Prediction with SVMs over SLM.

In this notebook I confirm that the good performance that I get with the letters does not depend on some quirk involved with the fact that the letters (that is the targers) are represented as text and not as number

Libraries and files



In [1]:

    
import numpy as np
import h5py
from sklearn import svm, cross_validation, preprocessing



In [2]:

    
# First we load the file 
file_location = '../results_database/text_wall_street_big.hdf5'
run_name = '/low-resolution'
f = h5py.File(file_location, 'r')

# Now we need to get the letters and align them
text_directory = '../data/wall_street_letters.npy'
letters_sequence = np.load(text_directory)
Nletters = len(letters_sequence)
symbols = set(letters_sequence)

Now we transform the letters into number with a dictionary



In [3]:

    
symbol_to_number = {}

for number, symbol in enumerate(symbols):
    symbol_to_number[symbol] = number

letters_sequence = [symbol_to_number[letter] for letter in letters_sequence]
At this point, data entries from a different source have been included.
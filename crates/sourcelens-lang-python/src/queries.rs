//! Pattern catalogue for the Python grammar
//!
//! Names the concrete-syntax-tree patterns the mapper extracts, keeping the
//! grammar vocabulary out of the generic walk. Each constant is the tree-sitter
//! node kind the corresponding extraction rule matches.

/// Class definition pattern
pub const CLASS_DEFINITION: &str = "class_definition";
/// Function and method definition pattern
pub const FUNCTION_DEFINITION: &str = "function_definition";
/// Decorated definition wrapper
pub const DECORATED_DEFINITION: &str = "decorated_definition";
/// A single decorator
pub const DECORATOR: &str = "decorator";
/// Call expression
pub const CALL: &str = "call";
/// Plain assignment
pub const ASSIGNMENT: &str = "assignment";
/// Augmented assignment (`+=`, `-=`, ...)
pub const AUGMENTED_ASSIGNMENT: &str = "augmented_assignment";
/// Raise statement
pub const RAISE_STATEMENT: &str = "raise_statement";
/// Except clause of a try statement
pub const EXCEPT_CLAUSE: &str = "except_clause";
/// Return statement
pub const RETURN_STATEMENT: &str = "return_statement";
/// Identifier leaf
pub const IDENTIFIER: &str = "identifier";
/// Attribute access (`a.b`)
pub const ATTRIBUTE: &str = "attribute";
/// Statement block
pub const BLOCK: &str = "block";
/// Expression statement wrapper
pub const EXPRESSION_STATEMENT: &str = "expression_statement";

/// Parameter node kinds appearing under `parameters`
pub const PARAMETER_KINDS: &[&str] = &[
    "identifier",
    "typed_parameter",
    "default_parameter",
    "typed_default_parameter",
    "list_splat_pattern",
    "dictionary_splat_pattern",
];
impl AnalysisWorker {
    /// Create a worker over the given collaborators
    pub fn new(
        queue: Arc<dyn JobQueue>,
        requests: Arc<dyn RequestStore>,
        findings: Arc<dyn FindingStore>,
        graph: Arc<dyn GraphStore>,
        registry: Arc<LanguageRegistry>,
        llm_settings: LlmSettings,
        config: WorkerConfig,
    ) -> Self {
        let settings = llm_settings.clone();
        Self {
            queue,
            requests,
            findings,
            graph,
            registry,
            provider_factory: Box::new(move |config| build_provider(config, &settings)),
            llm_settings,
            config,
        }
    }

    /// Replace the provider factory (tests inject scripted providers here)
    pub fn with_provider_factory(mut self, factory: ProviderFactory) -> Self {
        self.provider_factory = factory;
        self
    }

    /// Poll-and-process loop until the token is tripped
    pub async fn run(&self, cancel: CancelToken) {
        info!("analysis worker started");
        while !cancel.is_cancelled() {
            match self.run_once(&cancel).await {
                Ok(true) => {}
                Ok(false) => {
                    tokio::select! {
                        _ = tokio::time::sleep(self.config.poll_interval) => {}
                        _ = cancel.cancelled() => {}
                    }
                }
                Err(err) => {
                    error!(error = %err, "queue error, backing off");
                    tokio::time::sleep(self.config.poll_interval).await;
                }
            }
        }
        info!("analysis worker stopped");
    }

    /// Process at most one delivery; returns whether one was processed
    pub async fn run_once(&self, cancel: &CancelToken) -> Result<bool> {
        let Some(delivery) = self.queue.dequeue().await? else {
            return Ok(false);
        };
        self.process_delivery(delivery, cancel).await;
        Ok(true)
    }

    async fn process_delivery(&self, delivery: Delivery, cancel: &CancelToken) {
        let job_id = delivery.job.job_id.clone();

        // Duplicate suppression: terminal records are acked and dropped
        let mut request = match self.requests.get(&job_id).await {
            Ok(Some(existing)) if existing.status.is_terminal() => {
                info!(job_id = %job_id, status = %existing.status, "duplicate delivery of terminal job, dropping");
                let _ = self.queue.ack(&delivery).await;
                return;
            }
            Ok(Some(existing)) => existing,
            Ok(None) => AnalysisRequest::from_job(&delivery.job),
            Err(err) => {
                error!(job_id = %job_id, error = %err, "request store unavailable, returning job");
                let _ = self.queue.nack(&delivery).await;
                return;
            }
        };

        let started = Instant::now();
        let outcome = tokio::time::timeout(
            self.config.analysis_timeout,
            self.execute(&mut request, cancel),
        )
        .await
        .unwrap_or_else(|_| {
            Err(Error::timeout("analysis", self.config.analysis_timeout))
        });

        match outcome {
            Ok(()) => {
                request.status = RequestStatus::Completed;
                request.completed_at = Some(Utc::now());
                if let Err(err) = self.requests.upsert(&request).await {
                    error!(job_id = %job_id, error = %err, "failed to persist completed state");
                }
                self.log_metrics(&job_id, started).await;
            }
            Err(err) => {
                let message = match &err {
                    Error::Cancelled { .. } => "canceled".to_string(),
                    other => other.to_string(),
                };
                warn!(job_id = %job_id, error = %message, "job failed");
                request.status = RequestStatus::Failed;
                request.error_message = Some(message);
                request.completed_at = Some(Utc::now());
                if let Err(err) = self.requests.upsert(&request).await {
                    error!(job_id = %job_id, error = %err, "failed to persist failed state");
                }
            }
        }

        // Failed jobs are acked too: operators re-enqueue manually so a
        // deterministic failure cannot loop forever
        if let Err(err) = self.queue.ack(&delivery).await {
            error!(job_id = %job_id, error = %err, "ack failed");
        }
    }

    /// The pipeline steps; every transition persists before the next step
    async fn execute(&self, request: &mut AnalysisRequest, cancel: &CancelToken) -> Result<()> {
        request.started_at = Some(Utc::now());
        self.transition(request, RequestStatus::Processing).await?;

        let fetched = RepoFetcher::new()
            .fetch(&request.repo_ref, request.kind, cancel)
            .await?;
        self.transition(request, RequestStatus::SourceFetched).await?;

        let engine = Arc::new(
            ParserEngine::new(Arc::clone(&self.registry))
                .with_max_file_size(self.config.max_file_size)
                .with_parse_concurrency(self.config.parse_concurrency)?,
        );
        let scanner = SourceScanner::new(Arc::clone(&self.registry));
        let outcome = scanner.scan(fetched.working_dir())?;

        let mut current: BTreeMap<String, Vec<u8>> = BTreeMap::new();
        for file in &outcome.files {
            cancel.check("read_source")?;
            current.insert(file.rel_path.clone(), tokio::fs::read(&file.abs_path).await?);
        }
        let language = primary_language(&outcome.files.iter().map(|f| f.language).collect::<Vec<_>>());

        self.transition(request, RequestStatus::CkgBuilding).await?;
        let project = ProjectMeta {
            graph_id: request.project_id.clone(),
            name: request.project_id.clone(),
            language: language.to_string(),
        };
        let builder = CkgBuilder::new(
            engine,
            Arc::clone(&self.graph),
            BuilderConfig {
                batch_size: self.config.batch_size,
                ..Default::default()
            },
        );
        let updater = IncrementalUpdater::new(&builder, UpdaterConfig::default());
        let (stats, report) = updater.apply(&project, current, cancel).await?;
        info!(
            job_id = %request.job_id,
            added = stats.added,
            modified = stats.modified,
            deleted = stats.deleted,
            entities = report.entities_created,
            "graph updated"
        );
        request.project_graph_id = Some(request.project_id.clone());
        self.transition(request, RequestStatus::Analyzing).await?;

        cancel.check("analyze")?;
        let rows = self.analyze(request, &fetched, &outcome.files, language).await?;
        self.findings.append(&rows).await?;
        Ok(())
    }

    /// Assemble context and call the model; returns the finding rows to
    /// persist. The meaningful-data check and the raw fallback both end here
    /// as rows, so a completed request always has some record.
    async fn analyze(
        &self,
        request: &AnalysisRequest,
        fetched: &FetchedSource,
        files: &[sourcelens_core::scanner::DiscoveredFile],
        language: Language,
    ) -> Result<Vec<Finding>> {
        let query = GraphQuery::new(Arc::clone(&self.graph));
        let overview = query.project_overview(&request.project_id).await?;

        let context_builder = ContextBuilder::new();
        let paths: Vec<String> = files.iter().map(|f| f.rel_path.clone()).collect();
        let (listing, previews) =
            context_builder.gather_tree_context(fetched.working_dir(), &paths);

        let pr = match (&request.repo_ref.pr, request.kind) {
            (Some(meta), JobKind::PrScan) => Some(PrContext {
                title: meta.title.clone(),
                description: meta.description.clone(),
                author: meta.author.clone(),
                head_branch: meta.head_branch.clone(),
                base_branch: meta.base_branch.clone(),
                diff: fetched.diff.clone().unwrap_or_default(),
                changed_files: changed_file_previews(fetched),
            }),
            _ => None,
        };

        let input = ContextInput {
            project_name: request.project_id.clone(),
            project_language: language.to_string(),
            main_branch: request
                .repo_ref
                .branch
                .clone()
                .unwrap_or_else(|| "HEAD".to_string()),
            project_notes: request.project_notes.clone(),
            output_language: request.output_language.clone(),
            overview,
            directory_listing: listing,
            important_files: previews,
            pr,
        };

        let variables = match context_builder.build(&input) {
            ContextOutcome::Skip { project_summary } => {
                info!(job_id = %request.job_id, "graph holds no analyzable content, skipping llm");
                return Ok(vec![Finding::raw_fallback(&request.job_id, project_summary)]);
            }
            ContextOutcome::Ready(vars) => vars,
        };

        let provider = (self.provider_factory)(&request.llm_config)?;
        let temperature = self.llm_settings.temperature(request.llm_config.temperature);
        let client = LlmClient::new(provider);
        let kind = match request.kind {
            JobKind::PrScan => AnalysisKind::PrDeepLogic,
            JobKind::FullScan => AnalysisKind::FullArchitecture,
        };
        let result = client.invoke(kind, &variables, temperature).await;

        let mut rows = Vec::new();
        if let Some(output) = result.parsed_output {
            for finding in output.findings {
                rows.push(Finding {
                    request_id: request.job_id.clone(),
                    file_path: finding.file_path,
                    line_start: finding.line_start,
                    line_end: finding.line_end,
                    severity: finding.severity,
                    category: finding.category,
                    message: finding.message,
                    suggestion: finding.suggestion,
                    finding_type: finding.finding_type,
                    raw_llm_content: None,
                });
            }
            if rows.is_empty() {
                // A completed request always has some record: keep the
                // model's summary when it reported nothing actionable
                rows.push(Finding {
                    request_id: request.job_id.clone(),
                    file_path: String::new(),
                    line_start: 0,
                    line_end: 0,
                    severity: Severity::Note,
                    category: "Analysis".to_string(),
                    message: output.project_summary,
                    suggestion: String::new(),
                    finding_type: "project_summary".to_string(),
                    raw_llm_content: None,
                });
            }
            if !result.coercion_warnings.is_empty() {
                rows.push(Finding {
                    request_id: request.job_id.clone(),
                    file_path: String::new(),
                    line_start: 0,
                    line_end: 0,
                    severity: Severity::Info,
                    category: "Analysis".to_string(),
                    message: format!(
                        "output coercion applied: {}",
                        result.coercion_warnings.join("; ")
                    ),
                    suggestion: String::new(),
                    finding_type: "coercion_warnings".to_string(),
                    raw_llm_content: None,
                });
            }
        } else {
            // Graceful degradation: nothing the model said is dropped
            let raw = if result.raw_content.is_empty() {
                format!(
                    "LLM unreachable after retries ({}); no analysis produced.",
                    result.parsing_error.as_deref().unwrap_or("unknown error")
                )
            } else {
                result.raw_content
            };
            rows.push(Finding::raw_fallback(&request.job_id, raw));
        }
        Ok(rows)
    }

    async fn transition(
        &self,
        request: &mut AnalysisRequest,
        status: RequestStatus,
    ) -> Result<()> {
        request.status = status;
        self.requests.upsert(request).await
    }

    async fn log_metrics(&self, job_id: &str, started: Instant) {
        let rows = self.findings.for_request(job_id).await.unwrap_or_default();
        let mut by_severity: HashMap<Severity, usize> = HashMap::new();
        for row in &rows {
            *by_severity.entry(row.severity).or_default() += 1;
        }
        info!(
            job_id,
            findings = rows.len(),
            errors = by_severity.get(&Severity::Error).copied().unwrap_or(0),
            warnings = by_severity.get(&Severity::Warning).copied().unwrap_or(0),
            notes = by_severity.get(&Severity::Note).copied().unwrap_or(0),
            infos = by_severity.get(&Severity::Info).copied().unwrap_or(0),
            elapsed_ms = started.elapsed().as_millis() as u64,
            "job completed"
        );
    }
}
Load nexa with its parameters



In [4]:

    
# Nexa parameters
Nspatial_clusters = 5
Ntime_clusters = 15
Nembedding = 3

parameters_string = '/' + str(Nspatial_clusters)
parameters_string += '-' + str(Ntime_clusters)
parameters_string += '-' + str(Nembedding)

nexa = f[run_name + parameters_string]

Now we make the predictions



In [5]:

    
delay = 4
N = 5000
cache_size = 1000



In [6]:

    
# Exctrat and normalized SLM
SLM = np.array(f[run_name]['SLM'])

print('Standarized')
X = SLM[:,:(N - delay)].T
y = letters_sequence[delay:N]
# We now scale X
X = preprocessing.scale(X)
X_train, X_test, y_train, y_test = cross_validation.train_test_split(X, y, test_size=0.10)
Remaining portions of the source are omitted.